The Turtle Bay Gardens Historic District is a collection of twenty rowhouses in the Turtle Bay neighborhood of Manhattan in New York City. They consist of eleven houses on the south side of 49th Street and nine on the north side of 48th Street, between Second and Third Avenues. The rowhouses, dating from the 1860s, were renovated between 1918 and 1920 by Charlotte Hunnewell Sorchan to plans by Clarence Dean.

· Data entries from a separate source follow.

//! UI Builder module for creating keyboards and formatting messages

use teloxide::types::{
    InlineKeyboardButton, InlineKeyboardMarkup, KeyboardButton, KeyboardMarkup, KeyboardRemove, ReplyMarkup,
};
use teloxide::utils::html;

use crate::conversation::Keyboard;
use crate::dialogue::EditMenuItem;
use crate::localization::t_lang;
use crate::matching::Criterion;
use crate::profile::{
    last_regions_page, regions_page, status_emoji, ProfileDraft, UserProfile, INTEREST_OPTIONS, STATUS_OPTIONS,
};

/// Actions carried in inline button callback data
#[derive(Clone, Copy, Debug, PartialEq, Eq)]
pub enum CallbackAction {
    ToggleInterest(usize),
    InterestsDone,
    ConfirmYes,
    ConfirmNo,
    Criterion(Criterion),
    /// A criterion tag this build does not know
    UnknownCriterion,
    Like(i64),
    Dislike(i64),
    StopMatching,
    ViewEdit,
    ViewMatch,
}

impl CallbackAction {
    pub fn data(&self) -> String {
        match self {
            CallbackAction::ToggleInterest(index) => format!("interest:{index}"),
            CallbackAction::InterestsDone => "interests_done".to_string(),
            CallbackAction::ConfirmYes => "confirm_yes".to_string(),
            CallbackAction::ConfirmNo => "confirm_no".to_string(),
            CallbackAction::Criterion(criterion) => format!("criterion:{}", criterion.as_str()),
            CallbackAction::UnknownCriterion => "criterion:".to_string(),
            CallbackAction::Like(id) => format!("like:{id}"),
            CallbackAction::Dislike(id) => format!("dislike:{id}"),
            CallbackAction::StopMatching => "match_stop".to_string(),
            CallbackAction::ViewEdit => "view_edit".to_string(),
            CallbackAction::ViewMatch => "view_match".to_string(),
        }
    }

    pub fn parse(data: &str) -> Option<Self> {
        match data {
            "interests_done" => return Some(CallbackAction::InterestsDone),
            "confirm_yes" => return Some(CallbackAction::ConfirmYes),
            "confirm_no" => return Some(CallbackAction::ConfirmNo),
            "match_stop" => return Some(CallbackAction::StopMatching),
            "view_edit" => return Some(CallbackAction::ViewEdit),
            "view_match" => return Some(CallbackAction::ViewMatch),
            _ => {}
        }

        let (prefix, value) = data.split_once(':')?;
        match prefix {
            "interest" => value.parse().ok().map(CallbackAction::ToggleInterest),
            "criterion" => Some(
                Criterion::parse(value)
                    .map(CallbackAction::Criterion)
                    .unwrap_or(CallbackAction::UnknownCriterion),
            ),
            "like" => value.parse().ok().map(CallbackAction::Like),
            "dislike" => value.parse().ok().map(CallbackAction::Dislike),
            _ => None,
        }
    }

    fn button(self, label: impl Into<String>) -> InlineKeyboardButton {
        InlineKeyboardButton::callback(label, self.data())
    }
}

/// Render a keyboard requested by the conversation flow
pub fn keyboard_markup(keyboard: &Keyboard, language_code: Option<&str>) -> ReplyMarkup {
    match keyboard {
        Keyboard::Remove => ReplyMarkup::KeyboardRemove(KeyboardRemove::new()),
        Keyboard::Regions { page } => ReplyMarkup::Keyboard(create_regions_keyboard(*page, language_code)),
        Keyboard::LocationType => ReplyMarkup::Keyboard(create_location_type_keyboard(language_code)),
        Keyboard::Statuses => ReplyMarkup::Keyboard(create_status_keyboard()),
        Keyboard::Interests { selected } => {
            ReplyMarkup::InlineKeyboard(create_interests_keyboard(selected, language_code))
        }
        Keyboard::EditMenu => ReplyMarkup::Keyboard(create_edit_menu_keyboard(language_code)),
        Keyboard::Criteria => ReplyMarkup::InlineKeyboard(create_criteria_keyboard(language_code)),
    }
}

fn reply_rows(labels: Vec<String>, per_row: usize) -> Vec<Vec<KeyboardButton>> {
    labels
        .chunks(per_row)
        .map(|row| row.iter().map(|label| KeyboardButton::new(label.clone())).collect())
        .collect()
}

/// Region picker page with navigation row
pub fn create_regions_keyboard(page: usize, language_code: Option<&str>) -> KeyboardMarkup {
    let regions = regions_page(page).iter().map(|r| r.to_string()).collect();
    let mut rows = reply_rows(regions, 2);

    let mut navigation = Vec::new();
    if page > 0 {
        navigation.push(KeyboardButton::new(format!("⬅️ {}", t_lang("button-back", language_code))));
    }
    navigation.push(KeyboardButton::new(format!("❌ {}", t_lang("button-cancel", language_code))));
    if page < last_regions_page() {
        navigation.push(KeyboardButton::new(format!("{} ➡️", t_lang("button-next", language_code))));
    }
    rows.push(navigation);

    KeyboardMarkup::new(rows).resize_keyboard()
}

pub fn create_location_type_keyboard(language_code: Option<&str>) -> KeyboardMarkup {
    KeyboardMarkup::new(vec![vec![
        KeyboardButton::new(format!("🏙 {}", t_lang("button-city", language_code))),
        KeyboardButton::new(format!("🏡 {}", t_lang("button-village", language_code))),
    ]])
    .resize_keyboard()
}

pub fn create_status_keyboard() -> KeyboardMarkup {
    let statuses = STATUS_OPTIONS.iter().map(|s| s.to_string()).collect();
    KeyboardMarkup::new(reply_rows(statuses, 2)).resize_keyboard()
}

pub fn create_edit_menu_keyboard(language_code: Option<&str>) -> KeyboardMarkup {
    let labels = EditMenuItem::ALL
        .iter()
        .map(|item| format!("{} {}", item.emoji(), t_lang(item.label_key(), language_code)))
        .collect();
    KeyboardMarkup::new(reply_rows(labels, 2)).resize_keyboard()
}

/// Interest toggles; selected options carry a check mark
pub fn create_interests_keyboard(selected: &[String], language_code: Option<&str>) -> InlineKeyboardMarkup {
    let mut rows: Vec<Vec<InlineKeyboardButton>> = INTEREST_OPTIONS
        .iter()
        .enumerate()
        .map(|(index, option)| {
            let mark = if selected.iter().any(|s| s == option) { "✅" } else { "▫️" };
            vec![CallbackAction::ToggleInterest(index).button(format!("{mark} {option}"))]
        })
        .collect();

    rows.push(vec![CallbackAction::InterestsDone.button(format!(
        "➡️ {}",
        t_lang("button-done", language_code)
    ))]);

    InlineKeyboardMarkup::new(rows)
}

pub fn create_confirm_keyboard(language_code: Option<&str>) -> InlineKeyboardMarkup {
    InlineKeyboardMarkup::new(vec![vec![
        CallbackAction::ConfirmYes.button(format!("✅ {}", t_lang("button-confirm", language_code))),
        CallbackAction::ConfirmNo.button(format!("✏️ {}", t_lang("button-change", language_code))),
    ]])
}

fn criterion_label_key(criterion: Criterion) -> &'static str {
    match criterion {
        Criterion::Location => "criterion-location",
        Criterion::Status => "criterion-status",
        Criterion::Interests => "criterion-interests",
        Criterion::LocationInterests => "criterion-location-interests",
    }
}

pub fn create_criteria_keyboard(language_code: Option<&str>) -> InlineKeyboardMarkup {
    let rows = Criterion::ALL
        .iter()
        .map(|criterion| {
            vec![CallbackAction::Criterion(*criterion).button(t_lang(criterion_label_key(*criterion), language_code))]
        })
        .collect::<Vec<_>>();
    InlineKeyboardMarkup::new(rows)
}

/// Like / dislike buttons for the candidate on screen
pub fn create_candidate_keyboard(candidate_id: i64, language_code: Option<&str>) -> InlineKeyboardMarkup {
    InlineKeyboardMarkup::new(vec![
        vec![
            CallbackAction::Like(candidate_id).button(format!("❤️ {}", t_lang("button-like", language_code))),
            CallbackAction::Dislike(candidate_id).button(format!("👎 {}", t_lang("button-dislike", language_code))),
        ],
        vec![CallbackAction::StopMatching.button(format!("⏹ {}", t_lang("button-stop", language_code)))],
    ])
}

pub fn create_view_keyboard(language_code: Option<&str>) -> InlineKeyboardMarkup {
    InlineKeyboardMarkup::new(vec![vec![
        CallbackAction::ViewEdit.button(format!("✏️ {}", t_lang("button-edit-profile", language_code))),
        CallbackAction::ViewMatch.button(format!("💞 {}", t_lang("button-start-matching", language_code))),
    ]])
}

/// Fields shown on a profile card, borrowed from a stored profile or a draft
struct CardFields<'a> {
    name: Option<&'a str>,
    nickname: Option<&'a str>,
    region: Option<&'a str>,
    place: Option<&'a str>,
    age: Option<i32>,
    status: Option<&'a str>,
    interests: &'a [String],
    bio: Option<&'a str>,
}

fn render_card(fields: CardFields<'_>, language_code: Option<&str>) -> String {
    let not_set = t_lang("card-not-set", language_code);
    let show = |value: Option<&str>| {
        value
            .map(str::trim)
            .filter(|v| !v.is_empty())
            .map(html::escape)
            .unwrap_or_else(|| not_set.clone())
    };

    let mut card = format!("👤 <b>{}</b>", show(fields.name));
    if let Some(nickname) = fields.nickname.map(str::trim).filter(|n| !n.is_empty()) {
        card.push_str(&format!(" ({})", html::escape(nickname)));
    }

    let location = match (fields.region, fields.place) {
        (Some(region), Some(place)) => format!("{}, {}", html::escape(region), html::escape(place)),
        (region, place) => show(region.or(place)),
    };
    card.push_str(&format!("\n📍 <b>{}:</b> {}", t_lang("card-location", language_code), location));

    let age = fields.age.map(|a| a.to_string());
    card.push_str(&format!(
        "\n🎂 <b>{}:</b> {}",
        t_lang("card-age", language_code),
        show(age.as_deref())
    ));
    card.push_str(&format!(
        "\n{} <b>{}:</b> {}",
        status_emoji(fields.status),
        t_lang("card-status", language_code),
        show(fields.status)
    ));

    card.push_str(&format!("\n🧩 <b>{}:</b>", t_lang("card-interests", language_code)));
    if fields.interests.is_empty() {
        card.push_str(&format!(" {not_set}"));
    } else {
        for interest in fields.interests {
            card.push_str(&format!("\n   • {}", html::escape(interest)));
        }
    }

    card.push_str(&format!(
        "\n📝 <b>{}:</b> {}",
        t_lang("card-bio", language_code),
        show(fields.bio)
    ));

    card
}

/// Profile card of a stored user (HTML)
pub fn format_profile_card(profile: &UserProfile, language_code: Option<&str>) -> String {
    let place = profile.place();
    render_card(
        CardFields {
            name: profile.name.as_deref(),
            nickname: profile.nickname.as_deref(),
            region: profile.region(),
            place: place.as_ref().map(|p| p.name()),
            age: profile.age,
            status: profile.status(),
            interests: &profile.interests,
            bio: profile.bio.as_deref(),
        },
        language_code,
    )
}

/// Card of a candidate shown during matching
pub fn format_candidate_card(candidate: &UserProfile, language_code: Option<&str>) -> String {
    format!(
        "{}\n\n{}",
        t_lang("candidate-header", language_code),
        format_profile_card(candidate, language_code)
    )
}

/// Summary of the creation wizard answers before confirmation
pub fn format_draft_summary(draft: &ProfileDraft, language_code: Option<&str>) -> String {
    let card = render_card(
        CardFields {
            name: draft.name.as_deref(),
            nickname: draft.nickname.as_deref(),
            region: draft.region.as_deref(),
            place: draft.place.as_ref().map(|p| p.name()),
            age: draft.age,
            status: draft.status.as_deref(),
            interests: &draft.interests,
            bio: draft.bio.as_deref(),
        },
        language_code,
    );

    format!(
        "{}\n\n{}\n\n{}",
        t_lang("summary-title", language_code),
        card,
        t_lang("ask-confirm", language_code)
    )
}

The New York City Landmarks Preservation Commission designated the Turtle Bay Gardens Historic District in 1966, and it was listed on the National Register of Historic Places in 1983.

Design 
Dean refaced the brownstone street-fronts with pale stucco. None of the houses are exactly alike, but the street facades are generally four stories high, and some houses have rear attics. The stoops in front of each house were removed; the basements were converted into English basements, slightly below ground level, with rusticated facades. On the street facades, Dean used decorative elements such as balconies made of cast iron, cartouches, parapets, pilasters, quoins, roundels, and stucco detailing. Inside each house, Dean rearranged the interiors so that service room, such as dining rooms faced the noisy street and living areas faced inward. The rear facades are more plainly decorated, and many of the structures contain roof terraces. The rowhouses' secluded character was emphasized by the presence of tall apartments to the east, along Second Avenue, and office buildings to the west, along Third Avenue.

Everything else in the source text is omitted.